Zu den bekannten Häusern zählte das Hotel "Stadt Rom", das vor der Zerstörung 1945 als beliebtes Fotomotiv auf unzähligen Bildern festgehalten wurde. Zu den prominenten Gästen des Hauses gehörte im Mai 1843 der 25-jährige Karl Marx. In der Nähe befanden sich schon das "Stadt Berlin", das vormalige Privathaus des Bürgermeister Christoph Bormann, in dem unter anderem der russische Schriftsteller Fjodor Dostojewski wohnte, sowie das "Hotel de Saxe". Aus dem ehemaligen Palais des Grafen Beichlingen wurde das "British Hotel".

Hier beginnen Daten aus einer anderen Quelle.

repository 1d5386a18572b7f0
pub mod panels;
pub mod plot;
pub mod table;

Zwar wurde beim Bau der "Dresdner Hofes" die früheren Baufluchten an Brühlscher Gasse, Töpferstraße und Münzgasse sowie die Traufhöhen der einstigen Gebäude wieder aufgegriffen. Die Hoffnung der Denkmalpfleger, dass jedoch zumindest die Häuser Töpferstraße 1 und 3 sowie An der Frauenkirche 5 wieder rekonstruiert würden, erfüllte sich nicht. Die gekrümmte Hotelfront an der Töpferstraße wurde optisch in mehr als 20 einzelne „Hausabschnitte“ gegliedert, doch gerieten diese zu groß und zu breit, wie Experten kritisieren. Zudem wurden quadratische statt der für Dresden typischen hochstehenden Fensterformate eingebaut, die Form der Erker entsprach nicht den traditionellen kastenförmigen Dresdner Erkern der Renaissance und des Barock, die Dachgaupen gerieten zu groß.

Das Hotel mit 333 Zimmern und 12 Appartements war von Anfang an ausgebucht, wenn auch wohl nicht immer so, wie es sich die Verantwortlichen ursprünglich dachten. Die Marktwirtschaft hielt Einzug, Unternehmen aus dem Westen kamen in die Stadt. In den ersten beiden Jahren nach der Eröffnung – Büros, Hotels und gute Wohnungen waren knapp – campierten zeitweise mehr als hundert Dauermieter im "Dresdner Hof", so die Dresdner Bank, die in der Suite 5037 und den beiden Nachbarzimmern ihr Büro einrichtete. Zu weiteren Bewohnern gehörten die Vertreter der Holsten Brauerei, von Bertelsmann und Philipp Morris. Manche Gäste seien froh gewesen, nur im Sessel schlafen zu können, wird berichtet. 1992 wurde aus dem "Dresdner Hof" das "Hilton Dresden".